--- Aim of the task ---
Below are some entries. Count how many of their lines include "Ordering", then give that number only.

*** Block opens ***

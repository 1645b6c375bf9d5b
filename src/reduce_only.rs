//! Reduce-only conflict resolution.
//!
//! A reduce-only order may never flip a position. When a new order on the
//! closing side would let the subaccount's open orders exceed the position,
//! a new reduce-only order is shrunk to what is left and the worst-priced
//! existing reduce-only orders are cancelled until no flip remains.

use crate::order::{DerivativeLimitOrder, OrderError, SubaccountOrderbookMetadata};
use crate::position::Position;
use crate::types::{OrderHash, Side};
use rust_decimal::Decimal;

/// The parts of an open limit order conflict resolution looks at.
#[derive(Debug, Clone, Copy, PartialEq, Eq)]
pub struct SubaccountOrder {
    pub hash: OrderHash,
    pub price: Decimal,
    /// Open quantity
    pub quantity: Decimal,
    pub is_reduce_only: bool,
}

impl From<&DerivativeLimitOrder> for SubaccountOrder {
    fn from(order: &DerivativeLimitOrder) -> Self {
        Self {
            hash: order.hash,
            price: order.price(),
            quantity: order.fillable,
            is_reduce_only: order.is_reduce_only(),
        }
    }
}

/// Orders priced equal to or better than a reference price.
#[derive(Debug, Clone, Default, PartialEq, Eq)]
pub struct EqualOrBetterOrders {
    pub orders: Vec<SubaccountOrder>,
    pub reduce_only_quantity: Decimal,
    pub vanilla_quantity: Decimal,
    /// Reduce-only quantity at strictly better prices
    pub better_reduce_only_quantity: Decimal,
}

/// `orders` must be one side of the subaccount's book, best first.
pub fn equal_or_better_orders(orders: &[SubaccountOrder], side: Side, price: Decimal) -> EqualOrBetterOrders {
    let mut result = EqualOrBetterOrders::default();
    for order in orders.iter().take_while(|o| !side.is_better_price(price, o.price)) {
        if order.is_reduce_only {
            result.reduce_only_quantity += order.quantity;
            if order.price != price {
                result.better_reduce_only_quantity += order.quantity;
            }
        } else {
            result.vanilla_quantity += order.quantity;
        }
        result.orders.push(*order);
    }
    result
}

/// Quantity a new reduce-only order may keep. `None` when it fits as placed.
pub fn resize_new_reduce_only(position_quantity: Decimal, order_quantity: Decimal, eob: &EqualOrBetterOrders) -> Result<Option<Decimal>, OrderError> {
    let reducible = position_quantity - (eob.reduce_only_quantity + eob.vanilla_quantity);
    if reducible <= Decimal::ZERO {
        return Err(OrderError::InsufficientPositionQuantity);
    }
    if reducible >= order_quantity {
        return Ok(None);
    }
    Ok(Some(reducible))
}

/// Orders from the best down to the worst reduce-only one, then sorted worst first
/// with reduce-only ahead of vanilla at the same price.
fn worst_reduce_only_and_better(orders: &[SubaccountOrder], side: Side, total_reduce_only: Decimal, new_price: Option<Decimal>) -> (Vec<SubaccountOrder>, Decimal) {
    let mut found_reduce_only = Decimal::ZERO;
    let mut worst_reduce_only_price = None;
    let mut total = Decimal::ZERO;
    let mut selected = Vec::new();

    for order in orders {
        let is_equal_or_better = new_price.is_some_and(|p| !side.is_better_price(p, order.price));
        // same-priced vanillas may match before the worst reduce-only, keep them
        if !is_equal_or_better && found_reduce_only >= total_reduce_only && worst_reduce_only_price != Some(order.price) {
            break;
        }
        total += order.quantity;
        if order.is_reduce_only {
            found_reduce_only += order.quantity;
            worst_reduce_only_price = Some(order.price);
        }
        selected.push(*order);
    }

    selected.sort_by(|a, b| {
        if a.price == b.price {
            return b.is_reduce_only.cmp(&a.is_reduce_only);
        }
        if side.is_better_price(a.price, b.price) {
            std::cmp::Ordering::Greater
        } else {
            std::cmp::Ordering::Less
        }
    });
    (selected, total)
}

/// Worst-priced reduce-only orders whose cancellation keeps the side from flipping the position.
pub fn minimum_reduce_only_cancels(
    orders: &[SubaccountOrder],
    side: Side,
    metadata: &SubaccountOrderbookMetadata,
    position_quantity: Decimal,
    new_order: Option<(Decimal, Decimal)>,
) -> Vec<OrderHash> {
    let new_price = new_order.map(|(price, _)| price);
    let (candidates, total) = worst_reduce_only_and_better(orders, side, metadata.aggregate_reduce_only_quantity, new_price);

    let mut flipping = total - position_quantity;
    if let Some((_, quantity)) = new_order {
        flipping += quantity;
    }
    if flipping <= Decimal::ZERO {
        return Vec::new();
    }

    let mut checked = Decimal::ZERO;
    let mut cancels = Vec::new();
    for order in candidates {
        // orders better than the new one match first and cannot be the flip
        if new_price.is_some_and(|p| side.is_better_price(order.price, p)) {
            break;
        }
        if order.is_reduce_only {
            cancels.push(order.hash);
        }
        checked += order.quantity;
        if checked >= flipping {
            break;
        }
    }
    cancels
}

/// What placing a new order does to the subaccount's reduce-only orders.
#[derive(Debug, Clone, Default, PartialEq, Eq)]
pub struct ReduceOnlyResolution {
    /// New quantity for the incoming reduce-only order
    pub resized_quantity: Option<Decimal>,
    pub cancels: Vec<OrderHash>,
}

/// New order: (side, price, quantity, is reduce-only). `orders` is the subaccount's
/// open limit orders on that side, best first.
pub fn resolve_reduce_only_conflicts(
    position: Option<&Position>,
    side: Side,
    price: Decimal,
    quantity: Decimal,
    is_reduce_only: bool,
    metadata: &SubaccountOrderbookMetadata,
    orders: &[SubaccountOrder],
) -> Result<ReduceOnlyResolution, OrderError> {
    let mut resolution = ReduceOnlyResolution::default();
    let Some(position) = position.filter(|p| !p.is_empty() && p.is_long != side.is_buy()) else {
        return Ok(resolution);
    };

    let cumulative = quantity + metadata.aggregate_reduce_only_quantity + metadata.aggregate_vanilla_quantity;
    if position.quantity >= cumulative {
        return Ok(resolution);
    }

    let eob = equal_or_better_orders(orders, side, price);
    let mut quantity = quantity;
    if is_reduce_only {
        if let Some(resized) = resize_new_reduce_only(position.quantity, quantity, &eob)? {
            resolution.resized_quantity = Some(resized);
            quantity = resized;
        }
    }

    let cancellable = metadata.aggregate_reduce_only_quantity - eob.better_reduce_only_quantity;
    if cancellable > Decimal::ZERO {
        resolution.cancels = minimum_reduce_only_cancels(orders, side, metadata, position.quantity, Some((price, quantity)));
    }
    Ok(resolution)
}

/// This block's reduce-only orders on `side` that the position can no longer absorb,
/// newest first. All of them when the position is gone or points the same way.
pub fn transient_reduce_only_cancels(
    position: Option<&Position>,
    side: Side,
    metadata: &SubaccountOrderbookMetadata,
    transient_reduce_only: &[SubaccountOrder],
) -> Vec<OrderHash> {
    let valid_position = position.filter(|p| !p.is_empty() && p.is_long != side.is_buy());
    let Some(position) = valid_position else {
        return transient_reduce_only.iter().map(|o| o.hash).collect();
    };

    let mut excess = metadata.aggregate_reduce_only_quantity + metadata.aggregate_vanilla_quantity - position.quantity;
    let mut cancels = Vec::new();
    for order in transient_reduce_only.iter().rev() {
        if excess <= Decimal::ZERO {
            break;
        }
        cancels.push(order.hash);
        excess -= order.quantity;
    }
    cancels
}

#[cfg(test)]
mod tests {
    use super::*;
    use rust_decimal_macros::dec;

    fn order(hash: u64, price: Decimal, quantity: Decimal, is_reduce_only: bool) -> SubaccountOrder {
        SubaccountOrder {
            hash: OrderHash(hash),
            price,
            quantity,
            is_reduce_only,
        }
    }

    fn long(quantity: Decimal) -> Position {
        Position {
            is_long: true,
            quantity,
            entry_price: dec!(100),
            margin: dec!(10),
            cumulative_funding_entry: Decimal::ZERO,
        }
    }

    fn metadata(reduce_only: Decimal, vanilla: Decimal) -> SubaccountOrderbookMetadata {
        SubaccountOrderbookMetadata {
            aggregate_reduce_only_quantity: reduce_only,
            aggregate_vanilla_quantity: vanilla,
            ..SubaccountOrderbookMetadata::default()
        }
    }

    #[test]
    fn equal_or_better_stops_at_worse_prices() {
        // sells, best (lowest) first
        let orders = [
            order(1, dec!(100), dec!(1), true),
            order(2, dec!(101), dec!(2), false),
            order(3, dec!(101), dec!(1), true),
            order(4, dec!(103), dec!(5), true),
        ];
        let eob = equal_or_better_orders(&orders, Side::Sell, dec!(101));
        assert_eq!(eob.orders.len(), 3);
        assert_eq!(eob.reduce_only_quantity, dec!(2));
        assert_eq!(eob.vanilla_quantity, dec!(2));
        assert_eq!(eob.better_reduce_only_quantity, dec!(1));
    }

    #[test]
    fn new_reduce_only_is_resized_to_what_is_left() {
        let orders = [order(1, dec!(100), dec!(3), true)];
        let position = long(dec!(5));
        let resolution =
            resolve_reduce_only_conflicts(Some(&position), Side::Sell, dec!(102), dec!(4), true, &metadata(dec!(3), Decimal::ZERO), &orders).unwrap();
        assert_eq!(resolution.resized_quantity, Some(dec!(2)));
        assert!(resolution.cancels.is_empty());
    }

    #[test]
    fn reduce_only_without_room_is_rejected() {
        let orders = [order(1, dec!(100), dec!(5), false)];
        let position = long(dec!(5));
        assert_eq!(
            resolve_reduce_only_conflicts(Some(&position), Side::Sell, dec!(101), dec!(1), true, &metadata(Decimal::ZERO, dec!(5)), &orders),
            Err(OrderError::InsufficientPositionQuantity)
        );
    }

    #[test]
    fn better_vanilla_cancels_worst_reduce_only() {
        let orders = [order(1, dec!(105), dec!(3), true), order(2, dec!(110), dec!(2), true)];
        let position = long(dec!(5));
        // a vanilla sell at 100 for 2 jumps ahead of both
        let resolution =
            resolve_reduce_only_conflicts(Some(&position), Side::Sell, dec!(100), dec!(2), false, &metadata(dec!(5), Decimal::ZERO), &orders).unwrap();
        assert_eq!(resolution.resized_quantity, None);
        assert_eq!(resolution.cancels, vec![OrderHash(2)]);
    }

    #[test]
    fn no_conflict_when_position_covers_everything() {
        let position = long(dec!(10));
        let resolution =
            resolve_reduce_only_conflicts(Some(&position), Side::Sell, dec!(100), dec!(2), false, &metadata(dec!(3), dec!(1)), &[]).unwrap();
        assert_eq!(resolution, ReduceOnlyResolution::default());

        // same direction never conflicts
        let resolution = resolve_reduce_only_conflicts(Some(&position), Side::Buy, dec!(100), dec!(20), false, &metadata(dec!(3), dec!(1)), &[]).unwrap();
        assert_eq!(resolution, ReduceOnlyResolution::default());
    }

    #[test]
    fn transient_filter_cancels_newest_first() {
        let transient = [order(1, dec!(100), dec!(1), true), order(2, dec!(100), dec!(2), true)];
        let position = long(dec!(2));
        let cancels = transient_reduce_only_cancels(Some(&position), Side::Sell, &metadata(dec!(3), Decimal::ZERO), &transient);
        assert_eq!(cancels, vec![OrderHash(2)]);

        let cancels = transient_reduce_only_cancels(None, Side::Sell, &metadata(dec!(3), Decimal::ZERO), &transient);
        assert_eq!(cancels.len(), 2);
        let cancels = transient_reduce_only_cancels(Some(&position), Side::Buy, &metadata(dec!(3), Decimal::ZERO), &transient);
        assert_eq!(cancels.len(), 2);
    }
}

*** Block closes ***

--- Output of the task ---
2